### Task item
Extract the listing in its entirety, keeping each line identical to the original.

### Supplied records
———

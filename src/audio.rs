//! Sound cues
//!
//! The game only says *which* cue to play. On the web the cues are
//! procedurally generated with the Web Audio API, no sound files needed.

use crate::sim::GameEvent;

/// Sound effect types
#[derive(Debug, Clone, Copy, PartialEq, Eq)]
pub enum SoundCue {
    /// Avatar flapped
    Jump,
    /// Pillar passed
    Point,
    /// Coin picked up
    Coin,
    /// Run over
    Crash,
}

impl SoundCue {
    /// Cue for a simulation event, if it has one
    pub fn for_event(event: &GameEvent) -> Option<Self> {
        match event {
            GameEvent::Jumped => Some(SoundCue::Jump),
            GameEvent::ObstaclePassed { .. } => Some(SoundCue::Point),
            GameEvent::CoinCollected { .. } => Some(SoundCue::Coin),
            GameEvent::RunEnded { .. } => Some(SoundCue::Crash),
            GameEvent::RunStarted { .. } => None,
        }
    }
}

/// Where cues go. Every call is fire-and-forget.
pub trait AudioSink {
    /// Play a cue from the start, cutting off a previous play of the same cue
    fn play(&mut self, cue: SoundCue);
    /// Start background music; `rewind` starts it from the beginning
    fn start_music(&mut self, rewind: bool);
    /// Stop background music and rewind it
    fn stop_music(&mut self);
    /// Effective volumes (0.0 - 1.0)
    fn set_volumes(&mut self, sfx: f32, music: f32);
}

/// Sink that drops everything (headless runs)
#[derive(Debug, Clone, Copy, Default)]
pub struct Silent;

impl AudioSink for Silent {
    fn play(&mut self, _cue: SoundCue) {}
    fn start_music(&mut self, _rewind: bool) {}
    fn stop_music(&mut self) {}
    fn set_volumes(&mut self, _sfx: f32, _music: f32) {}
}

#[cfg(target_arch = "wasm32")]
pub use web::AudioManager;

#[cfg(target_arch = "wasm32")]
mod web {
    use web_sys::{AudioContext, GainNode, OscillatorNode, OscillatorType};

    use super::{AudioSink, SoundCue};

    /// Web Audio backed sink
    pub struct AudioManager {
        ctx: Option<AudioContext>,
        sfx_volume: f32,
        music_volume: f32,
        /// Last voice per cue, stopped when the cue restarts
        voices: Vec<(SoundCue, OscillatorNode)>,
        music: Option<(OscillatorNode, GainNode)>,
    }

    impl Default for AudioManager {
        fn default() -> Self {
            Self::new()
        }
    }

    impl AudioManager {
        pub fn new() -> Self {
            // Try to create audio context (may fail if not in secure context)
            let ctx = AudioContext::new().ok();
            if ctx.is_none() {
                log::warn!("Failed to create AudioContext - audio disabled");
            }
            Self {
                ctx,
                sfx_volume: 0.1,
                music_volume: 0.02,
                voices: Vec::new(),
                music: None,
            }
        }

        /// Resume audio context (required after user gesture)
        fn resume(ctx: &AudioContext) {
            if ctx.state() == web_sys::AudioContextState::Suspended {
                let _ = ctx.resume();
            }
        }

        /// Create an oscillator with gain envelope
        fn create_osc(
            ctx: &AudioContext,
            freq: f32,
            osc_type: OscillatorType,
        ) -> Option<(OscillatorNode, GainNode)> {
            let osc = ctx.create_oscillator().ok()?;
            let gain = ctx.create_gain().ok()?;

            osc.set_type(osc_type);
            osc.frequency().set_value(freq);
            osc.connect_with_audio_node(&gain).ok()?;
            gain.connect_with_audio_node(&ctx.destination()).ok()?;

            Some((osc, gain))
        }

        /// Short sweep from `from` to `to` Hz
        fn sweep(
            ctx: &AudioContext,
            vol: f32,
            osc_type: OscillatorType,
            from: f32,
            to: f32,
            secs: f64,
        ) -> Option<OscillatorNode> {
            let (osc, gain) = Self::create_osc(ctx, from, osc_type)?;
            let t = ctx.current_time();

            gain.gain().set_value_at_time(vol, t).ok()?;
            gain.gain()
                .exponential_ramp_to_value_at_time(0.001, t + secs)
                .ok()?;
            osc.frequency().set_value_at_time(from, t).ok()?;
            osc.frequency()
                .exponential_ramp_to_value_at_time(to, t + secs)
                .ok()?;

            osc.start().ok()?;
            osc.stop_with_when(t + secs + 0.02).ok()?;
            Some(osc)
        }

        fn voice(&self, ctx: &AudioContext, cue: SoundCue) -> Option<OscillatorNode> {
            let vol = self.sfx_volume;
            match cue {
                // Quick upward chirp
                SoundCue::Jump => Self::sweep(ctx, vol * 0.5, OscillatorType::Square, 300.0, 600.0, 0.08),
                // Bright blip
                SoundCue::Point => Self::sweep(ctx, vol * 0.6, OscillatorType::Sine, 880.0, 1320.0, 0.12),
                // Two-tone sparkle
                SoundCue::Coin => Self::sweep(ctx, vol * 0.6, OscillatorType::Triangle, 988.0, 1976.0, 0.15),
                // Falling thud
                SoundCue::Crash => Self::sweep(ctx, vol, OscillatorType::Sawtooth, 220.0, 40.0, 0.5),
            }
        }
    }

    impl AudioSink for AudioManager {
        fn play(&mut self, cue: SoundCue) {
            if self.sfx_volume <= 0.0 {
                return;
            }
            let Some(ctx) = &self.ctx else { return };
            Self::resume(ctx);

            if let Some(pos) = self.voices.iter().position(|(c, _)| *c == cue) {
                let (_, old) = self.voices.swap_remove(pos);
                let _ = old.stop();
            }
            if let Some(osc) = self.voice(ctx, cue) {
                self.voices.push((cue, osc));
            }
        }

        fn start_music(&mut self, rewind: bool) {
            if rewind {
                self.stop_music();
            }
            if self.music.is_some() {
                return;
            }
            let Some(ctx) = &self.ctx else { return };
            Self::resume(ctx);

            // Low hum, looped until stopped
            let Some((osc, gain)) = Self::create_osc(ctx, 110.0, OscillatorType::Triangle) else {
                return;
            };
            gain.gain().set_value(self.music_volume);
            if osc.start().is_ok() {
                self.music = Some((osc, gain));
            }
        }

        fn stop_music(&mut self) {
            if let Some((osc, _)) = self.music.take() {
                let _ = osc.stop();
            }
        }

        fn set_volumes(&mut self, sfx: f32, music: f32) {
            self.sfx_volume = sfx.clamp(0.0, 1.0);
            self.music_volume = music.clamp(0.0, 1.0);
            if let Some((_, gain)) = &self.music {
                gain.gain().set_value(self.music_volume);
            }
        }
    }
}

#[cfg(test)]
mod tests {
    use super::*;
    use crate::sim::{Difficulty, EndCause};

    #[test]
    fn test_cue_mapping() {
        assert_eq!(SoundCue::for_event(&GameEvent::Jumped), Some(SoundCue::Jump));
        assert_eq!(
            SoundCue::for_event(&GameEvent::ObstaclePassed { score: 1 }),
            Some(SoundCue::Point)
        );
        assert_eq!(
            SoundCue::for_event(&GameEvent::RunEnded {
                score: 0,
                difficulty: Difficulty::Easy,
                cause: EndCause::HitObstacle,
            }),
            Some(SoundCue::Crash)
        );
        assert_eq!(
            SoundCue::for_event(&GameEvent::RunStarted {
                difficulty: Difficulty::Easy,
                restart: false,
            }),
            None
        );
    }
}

———

### Result
filename src/audio.rs
//! Sound cues
//!
//! The game only says *which* cue to play. On the web the cues are
//! procedurally generated with the Web Audio API, no sound files needed.

use crate::sim::GameEvent;

/// Sound effect types
#[derive(Debug, Clone, Copy, PartialEq, Eq)]
pub enum SoundCue {
    /// Avatar flapped
    Jump,
    /// Pillar passed
    Point,
    /// Coin picked up
    Coin,
    /// Run over
    Crash,
}

impl SoundCue {
    /// Cue for a simulation event, if it has one
    pub fn for_event(event: &GameEvent) -> Option<Self> {
        match event {
            GameEvent::Jumped => Some(SoundCue::Jump),
            GameEvent::ObstaclePassed { .. } => Some(SoundCue::Point),
            GameEvent::CoinCollected { .. } => Some(SoundCue::Coin),
            GameEvent::RunEnded { .. } => Some(SoundCue::Crash),
            GameEvent::RunStarted { .. } => None,
        }
    }
}

/// Where cues go. Every call is fire-and-forget.
pub trait AudioSink {
    /// Play a cue from the start, cutting off a previous play of the same cue
    fn play(&mut self, cue: SoundCue);
    /// Start background music; `rewind` starts it from the beginning
    fn start_music(&mut self, rewind: bool);
    /// Stop background music and rewind it
    fn stop_music(&mut self);
    /// Effective volumes (0.0 - 1.0)
    fn set_volumes(&mut self, sfx: f32, music: f32);
}

/// Sink that drops everything (headless runs)
#[derive(Debug, Clone, Copy, Default)]
pub struct Silent;

impl AudioSink for Silent {
    fn play(&mut self, _cue: SoundCue) {}
    fn start_music(&mut self, _rewind: bool) {}
    fn stop_music(&mut self) {}
    fn set_volumes(&mut self, _sfx: f32, _music: f32) {}
}

#[cfg(target_arch = "wasm32")]
pub use web::AudioManager;

#[cfg(target_arch = "wasm32")]
mod web {
    use web_sys::{AudioContext, GainNode, OscillatorNode, OscillatorType};

    use super::{AudioSink, SoundCue};

    /// Web Audio backed sink
    pub struct AudioManager {
        ctx: Option<AudioContext>,
        sfx_volume: f32,
        music_volume: f32,
        /// Last voice per cue, stopped when the cue restarts
        voices: Vec<(SoundCue, OscillatorNode)>,
        music: Option<(OscillatorNode, GainNode)>,
    }

    impl Default for AudioManager {
        fn default() -> Self {
            Self::new()
        }
    }

    impl AudioManager {
        pub fn new() -> Self {
            // Try to create audio context (may fail if not in secure context)
            let ctx = AudioContext::new().ok();
            if ctx.is_none() {
                log::warn!("Failed to create AudioContext - audio disabled");
            }
            Self {
                ctx,
                sfx_volume: 0.1,
                music_volume: 0.02,
                voices: Vec::new(),
                music: None,
            }
        }

        /// Resume audio context (required after user gesture)
        fn resume(ctx: &AudioContext) {
            if ctx.state() == web_sys::AudioContextState::Suspended {
                let _ = ctx.resume();
            }
        }

        /// Create an oscillator with gain envelope
        fn create_osc(
            ctx: &AudioContext,
            freq: f32,
            osc_type: OscillatorType,
        ) -> Option<(OscillatorNode, GainNode)> {
            let osc = ctx.create_oscillator().ok()?;
            let gain = ctx.create_gain().ok()?;

            osc.set_type(osc_type);
            osc.frequency().set_value(freq);
            osc.connect_with_audio_node(&gain).ok()?;
            gain.connect_with_audio_node(&ctx.destination()).ok()?;

            Some((osc, gain))
        }

        /// Short sweep from `from` to `to` Hz
        fn sweep(
            ctx: &AudioContext,
            vol: f32,
            osc_type: OscillatorType,
            from: f32,
            to: f32,
            secs: f64,
        ) -> Option<OscillatorNode> {
            let (osc, gain) = Self::create_osc(ctx, from, osc_type)?;
            let t = ctx.current_time();

            gain.gain().set_value_at_time(vol, t).ok()?;
            gain.gain()
                .exponential_ramp_to_value_at_time(0.001, t + secs)
                .ok()?;
            osc.frequency().set_value_at_time(from, t).ok()?;
            osc.frequency()
                .exponential_ramp_to_value_at_time(to, t + secs)
                .ok()?;

            osc.start().ok()?;
            osc.stop_with_when(t + secs + 0.02).ok()?;
            Some(osc)
        }

        fn voice(&self, ctx: &AudioContext, cue: SoundCue) -> Option<OscillatorNode> {
            let vol = self.sfx_volume;
            match cue {
                // Quick upward chirp
                SoundCue::Jump => Self::sweep(ctx, vol * 0.5, OscillatorType::Square, 300.0, 600.0, 0.08),
                // Bright blip
                SoundCue::Point => Self::sweep(ctx, vol * 0.6, OscillatorType::Sine, 880.0, 1320.0, 0.12),
                // Two-tone sparkle
                SoundCue::Coin => Self::sweep(ctx, vol * 0.6, OscillatorType::Triangle, 988.0, 1976.0, 0.15),
                // Falling thud
                SoundCue::Crash => Self::sweep(ctx, vol, OscillatorType::Sawtooth, 220.0, 40.0, 0.5),
            }
        }
    }

    impl AudioSink for AudioManager {
        fn play(&mut self, cue: SoundCue) {
            if self.sfx_volume <= 0.0 {
                return;
            }
            let Some(ctx) = &self.ctx else { return };
            Self::resume(ctx);

            if let Some(pos) = self.voices.iter().position(|(c, _)| *c == cue) {
                let (_, old) = self.voices.swap_remove(pos);
                let _ = old.stop();
            }
            if let Some(osc) = self.voice(ctx, cue) {
                self.voices.push((cue, osc));
            }
        }

        fn start_music(&mut self, rewind: bool) {
            if rewind {
                self.stop_music();
            }
            if self.music.is_some() {
                return;
            }
            let Some(ctx) = &self.ctx else { return };
            Self::resume(ctx);

            // Low hum, looped until stopped
            let Some((osc, gain)) = Self::create_osc(ctx, 110.0, OscillatorType::Triangle) else {
                return;
            };
            gain.gain().set_value(self.music_volume);
            if osc.start().is_ok() {
                self.music = Some((osc, gain));
            }
        }

        fn stop_music(&mut self) {
            if let Some((osc, _)) = self.music.take() {
                let _ = osc.stop();
            }
        }

        fn set_volumes(&mut self, sfx: f32, music: f32) {
            self.sfx_volume = sfx.clamp(0.0, 1.0);
            self.music_volume = music.clamp(0.0, 1.0);
            if let Some((_, gain)) = &self.music {
                gain.gain().set_value(self.music_volume);
            }
        }
    }
}

#[cfg(test)]
mod tests {
    use super::*;
    use crate::sim::{Difficulty, EndCause};

    #[test]
    fn test_cue_mapping() {
        assert_eq!(SoundCue::for_event(&GameEvent::Jumped), Some(SoundCue::Jump));
        assert_eq!(
            SoundCue::for_event(&GameEvent::ObstaclePassed { score: 1 }),
            Some(SoundCue::Point)
        );
        assert_eq!(
            SoundCue::for_event(&GameEvent::RunEnded {
                score: 0,
                difficulty: Difficulty::Easy,
                cause: EndCause::HitObstacle,
            }),
            Some(SoundCue::Crash)
        );
        assert_eq!(
            SoundCue::for_event(&GameEvent::RunStarted {
                difficulty: Difficulty::Easy,
                restart: false,
            }),
            None
        );
    }
}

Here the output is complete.